Radiologists as artists: Critics love mummy scans

Stanford Medical School, Volume Graphics

A CT scan of a mummy not only offered scientific insights, but also was described as “stunningly beautiful.”

It's definitely science, but is it art?

The National Science Foundation and Science magazine apparently think so. They have deemed an image of a 2,000-year-old child mummy scanned at Stanford worthy of their highest artistic honor: first place in photography in their Science and Engineering Visualization Challenge.

Last May, officials from the Rosicrucian Egyptian Museum & Planetarium in San Jose carefully transported one of their mummies, a 75-year resident of the museum, to the basement of the medical school's Grant Building. There it underwent some 60,000 scans with a specialized CT scanner that has an arm that rotates around the patient—or mummy—from many angles.

The scans revealed the most detailed images of any mummy to date, with slices about the thickness of a business card, according to one of the team leaders, Rebecca Fahrig, PhD, associate professor of radiology. The team could see the healthy-looking skeleton of a 4- or 5-year-old girl, who showed no signs of trauma or lengthy illness. The girl, who has been dubbed Sherit, ancient Egyptian for "little one," most likely died of an infectious disease. They could also see that her body was draped in linen and adorned with jewelry wrapped in gilded cartonnage, all suggesting a life of wealth and privilege.

The NSF and Science created the Science and Engineering Visualization Challenge to celebrate that role that imagery plays in connecting scientists with the public and in nurturing community interest in research developments. Their call for entries says, "In an increasingly graphics-oriented culture, where people acquire the majority of their news from TV and the World Wide Web, a story without a vivid and intriguing image is often no story at all."

More than just a pretty picture, the mummy images not only bring to light some of the questions about the mummy herself, but also highlight how new developments in imaging technology can benefit people living today—from clinical diagnosis to surgical planning to virtual autopsies. Paul Brown, DDS, a researcher at the biocomputation center and organizer of the mummy team at Stanford, said the scanner used for Sherit is "the future of medical imaging." In addition to Brown and Fahrig, the team acknowledged for the photography honor are Robert Cheng, MS, science and engineering associate at the School of Medicine, and Christof Reinhart of Volume Graphics, a software company in Mountain View, Calif.

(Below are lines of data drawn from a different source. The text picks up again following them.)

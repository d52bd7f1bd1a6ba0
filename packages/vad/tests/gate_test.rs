use std::cell::RefCell;
use std::rc::Rc;

use wakeprint_vad::{
    ClassifierError, EnergyClassifier, GateConfig, SpeechClassifier, VadSeverity,
    VoiceActivityGate,
};

/// Records every window it is handed; reports speech for loud windows.
struct Recording {
    context: usize,
    seen: Rc<RefCell<Vec<Vec<f32>>>>,
    resets: Rc<RefCell<usize>>,
}

impl SpeechClassifier for Recording {
    fn context_size(&self) -> usize {
        self.context
    }

    fn speech_probability(&mut self, window: &[f32]) -> Result<f32, ClassifierError> {
        self.seen.borrow_mut().push(window.to_vec());
        Ok(0.0)
    }

    fn reset(&mut self) {
        *self.resets.borrow_mut() += 1;
    }
}

fn ramp(start: i16, len: usize) -> Vec<i16> {
    (0..len).map(|i| start + i as i16).collect()
}

#[test]
fn window_is_previous_tail_plus_frame() {
    let seen = Rc::new(RefCell::new(Vec::new()));
    let resets = Rc::new(RefCell::new(0));
    let classifier = Recording {
        context: 4,
        seen: Rc::clone(&seen),
        resets: Rc::clone(&resets),
    };
    let cfg = GateConfig::builder().frame_size(8usize).build();
    let mut gate = VoiceActivityGate::new(classifier, &cfg).unwrap();

    let a = ramp(100, 8);
    let b = ramp(200, 8);
    gate.is_speech(&a);
    gate.is_speech(&b);

    let seen = seen.borrow();
    assert_eq!(seen.len(), 2);
    assert_eq!(seen[0].len(), 12);
    assert_eq!(seen[1].len(), 12);

    // first call: zero context
    assert!(seen[0][..4].iter().all(|&v| v == 0.0));
    assert_approx_frame(&seen[0][4..], &a);

    // second call: tail of first window, then the new frame
    assert_approx_frame(&seen[1][..4], &a[4..]);
    assert_approx_frame(&seen[1][4..], &b);
}

#[test]
fn reset_clears_context_and_classifier_state() {
    let seen = Rc::new(RefCell::new(Vec::new()));
    let resets = Rc::new(RefCell::new(0));
    let classifier = Recording {
        context: 4,
        seen: Rc::clone(&seen),
        resets: Rc::clone(&resets),
    };
    let cfg = GateConfig::builder().frame_size(8usize).build();
    let mut gate = VoiceActivityGate::new(classifier, &cfg).unwrap();

    gate.is_speech(&ramp(100, 8));
    gate.reset();
    gate.is_speech(&ramp(300, 8));

    assert_eq!(*resets.borrow(), 1);
    let seen = seen.borrow();
    assert!(seen[1][..4].iter().all(|&v| v == 0.0));
}

fn assert_approx_frame(got: &[f32], pcm: &[i16]) {
    assert_eq!(got.len(), pcm.len());
    for (g, &s) in got.iter().zip(pcm) {
        approx::assert_abs_diff_eq!(*g, s as f32 / 32_768.0, epsilon = 1e-7);
    }
}

#[test]
fn energy_gate_tracks_a_tone_burst() {
    let cfg = GateConfig::builder()
        .severity(VadSeverity::Normal)
        .speech_duration_ms(64)
        .silence_duration_ms(96)
        .build();
    let mut gate = VoiceActivityGate::new(EnergyClassifier::default(), &cfg).unwrap();

    let silence = vec![0i16; 512];
    let tone: Vec<i16> = (0..512)
        .map(|i| (8_000.0 * (2.0 * std::f32::consts::PI * 300.0 * i as f32 / 16_000.0).sin()) as i16)
        .collect();

    let mut states = Vec::new();
    for _ in 0..3 {
        states.push(gate.is_speech(&silence));
    }
    for _ in 0..6 {
        states.push(gate.is_speech(&tone));
    }
    for _ in 0..6 {
        states.push(gate.is_speech(&silence));
    }

    assert_eq!(
        states,
        vec![
            false, false, false, // silence
            false, false, true, true, true, true, // speech confirmed on the third frame
            true, true, true, false, false, false, // closes on the fourth silent frame
        ]
    );
}
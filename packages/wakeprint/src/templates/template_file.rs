use std::{
    fs::{self, File},
    io::{BufReader, BufWriter, Read, Write},
    path::Path,
};

use ciborium::{de, ser};
use serde::{Serialize, de::DeserializeOwned};

use super::TemplateSet;
use crate::{Result, WakeprintError, constants::TEMPLATE_FILE_VERSION};

fn write_cbor<W: Write, T: Serialize + ?Sized>(w: W, val: &T) -> Result<()> {
    ser::into_writer(val, w).map_err(|e| WakeprintError::Cbor(e.to_string()))
}
fn read_cbor<R: Read, T: DeserializeOwned>(r: R) -> Result<T> {
    de::from_reader(r).map_err(|e| WakeprintError::Cbor(e.to_string()))
}

/// CBOR persistence.
pub trait TemplateSave: Serialize {
    /// Atomically write CBOR to `path`.
    /// Uses "`<file>.tmp` → rename" on the same filesystem.
    fn save_to_file<P: AsRef<Path>>(&self, path: P) -> Result<()> {
        let path = path.as_ref();
        let tmp = path.with_extension("tmp");

        {
            let f = File::create(&tmp)?;
            let mut bw = BufWriter::new(f);
            write_cbor(&mut bw, self)?;
            bw.flush()?;
        }
        fs::rename(&tmp, path)?;
        Ok(())
    }

    fn save_to_buffer(&self) -> Result<Vec<u8>> {
        let mut buf = Vec::new();
        write_cbor(&mut buf, self)?;
        Ok(buf)
    }
}

pub trait TemplateLoad: DeserializeOwned + Sized {
    /// Hook run on every freshly decoded value.
    fn check(self) -> Result<Self> {
        Ok(self)
    }

    /// Load a CBOR file produced by [`TemplateSave::save_to_file`].
    fn load_from_file<P: AsRef<Path>>(path: P) -> Result<Self> {
        let f = File::open(path)?;
        read_cbor::<_, Self>(BufReader::new(f))?.check()
    }

    fn load_from_buffer(buf: &[u8]) -> Result<Self> {
        read_cbor::<_, Self>(buf)?.check()
    }
}

impl TemplateSave for TemplateSet {}

impl TemplateLoad for TemplateSet {
    fn check(self) -> Result<Self> {
        if self.version != TEMPLATE_FILE_VERSION {
            return Err(WakeprintError::Templates(format!(
                "template file version {} (expected {TEMPLATE_FILE_VERSION}); re-enroll",
                self.version
            )));
        }
        Ok(self)
    }
}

The mummy image was a clear winner, despite the fact that CT scanning and computer imaging, rather than traditional photography, produced the images, said one of the judges of the competition. She said the mummy photo showed how "the definition of photography in science has expanded."

The same judge also described the image as "stunningly beautiful." Beauty is definitely in the eye of the beholder, or at least the eyes of the judges. The second runner-up for photography: A Cuban banana cockroach.